- [Exercise] Report, word for word, every line of the material that contains "children".
[Source records — start]
//! Syntax tree model for jsx-prop-lint
//!
//! This crate does not parse markup. An external parser dumps the elements it
//! found as JSON, and this crate turns that dump plus the original source text
//! into a [`Document`] that lint rules can walk.
//!
//! # Tree format
//!
//! ```json
//! {
//!   "file": "Card.jsx",
//!   "elements": [
//!     {
//!       "name": "Card",
//!       "span": { "start": 0, "end": 33 },
//!       "attributes": [
//!         { "kind": "plain", "name": "b", "span": { "start": 6, "end": 11 } },
//!         { "kind": "spread", "span": { "start": 12, "end": 21 } }
//!       ],
//!       "children": []
//!     }
//!   ]
//! }
//! ```
//!
//! `file` is resolved relative to the directory of the tree file.
//!
//! # Quick Start
//!
//! ```
//! use jsx_prop_lint_tree::parse_document;
//!
//! let source = "<Card b={1} {...rest} />";
//! let tree = r#"{"elements": [{"name": "Card", "span": {"start": 0, "end": 24},
//!     "attributes": [
//!         {"kind": "plain", "name": "b", "span": {"start": 6, "end": 11}},
//!         {"kind": "spread", "span": {"start": 12, "end": 21}}
//!     ]}]}"#;
//!
//! let doc = parse_document(source, tree).unwrap();
//! let card = doc.all_elements().next().unwrap();
//! assert_eq!(doc.text(card.attributes[1].span), "{...rest}");
//! ```

pub mod ast;
pub mod error;
pub mod testing;

pub use ast::{AllElements, Attribute, AttributeKind, Document, Element, Position, Span};
pub use error::TreeError;

use serde::Deserialize;
use std::fs;
use std::path::{Path, PathBuf};

#[derive(Debug, Deserialize)]
struct TreeFile {
    #[serde(default)]
    file: Option<PathBuf>,
    #[serde(default)]
    elements: Vec<Element>,
}

/// Build a document from source text and its JSON tree
pub fn parse_document(source: &str, tree_json: &str) -> Result<Document, TreeError> {
    let tree: TreeFile = serde_json::from_str(tree_json)?;
    validate_elements(source, &tree.elements)?;
    Ok(Document::new(source, tree.elements))
}

/// Load a tree file from disk along with the source file it names
pub fn load_document(tree_path: &Path) -> Result<Document, TreeError> {
    let mut tree = read_tree(tree_path)?;

    let file = tree.file.take().ok_or_else(|| TreeError::MissingSource {
        path: tree_path.to_path_buf(),
    })?;
    let source_path = match tree_path.parent() {
        Some(dir) if file.is_relative() => dir.join(file),
        _ => file,
    };

    into_document(tree, source_path)
}

/// Load a tree file and pair it with an explicit source file
///
/// The `file` entry of the tree, if any, is ignored.
pub fn load_document_with_source(
    tree_path: &Path,
    source_path: &Path,
) -> Result<Document, TreeError> {
    let tree = read_tree(tree_path)?;
    into_document(tree, source_path.to_path_buf())
}

fn read_tree(tree_path: &Path) -> Result<TreeFile, TreeError> {
    let tree_json = read(tree_path)?;
    Ok(serde_json::from_str(&tree_json)?)
}

fn into_document(tree: TreeFile, source_path: PathBuf) -> Result<Document, TreeError> {
    log::debug!(
        "loading {} element(s) for {}",
        tree.elements.len(),
        source_path.display()
    );

    let source = read(&source_path)?;
    validate_elements(&source, &tree.elements)?;

    Ok(Document::new(source, tree.elements).with_path(source_path))
}

fn read(path: &Path) -> Result<String, TreeError> {
    fs::read_to_string(path).map_err(|source| TreeError::Io {
        path: path.to_path_buf(),
        source,
    })
}

/// Check the spans handed over by the parser against the source text
fn validate_elements(source: &str, elements: &[Element]) -> Result<(), TreeError> {
    for element in elements {
        validate_span(source, element.span)?;

        let mut previous_end = None;
        for attribute in &element.attributes {
            validate_span(source, attribute.span)?;

            if previous_end.is_some_and(|end| attribute.span.start < end) {
                return Err(TreeError::UnorderedAttributes {
                    element: element.display_name().to_string(),
                    start: attribute.span.start,
                    end: attribute.span.end,
                });
            }
            previous_end = Some(attribute.span.end);
        }

        validate_elements(source, &element.children)?;
    }
    Ok(())
}

fn validate_span(source: &str, span: Span) -> Result<(), TreeError> {
    let Span { start, end } = span;
    if start > end {
        return Err(TreeError::InvertedSpan { start, end });
    }
    if end > source.len() {
        return Err(TreeError::OutOfBounds {
            start,
            end,
            len: source.len(),
        });
    }
    if !source.is_char_boundary(start) || !source.is_char_boundary(end) {
        return Err(TreeError::NotCharBoundary { start, end });
    }
    Ok(())
}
[Source records — finish]
- [Problem solution]
//!       "children": []
        validate_elements(source, &element.children)?;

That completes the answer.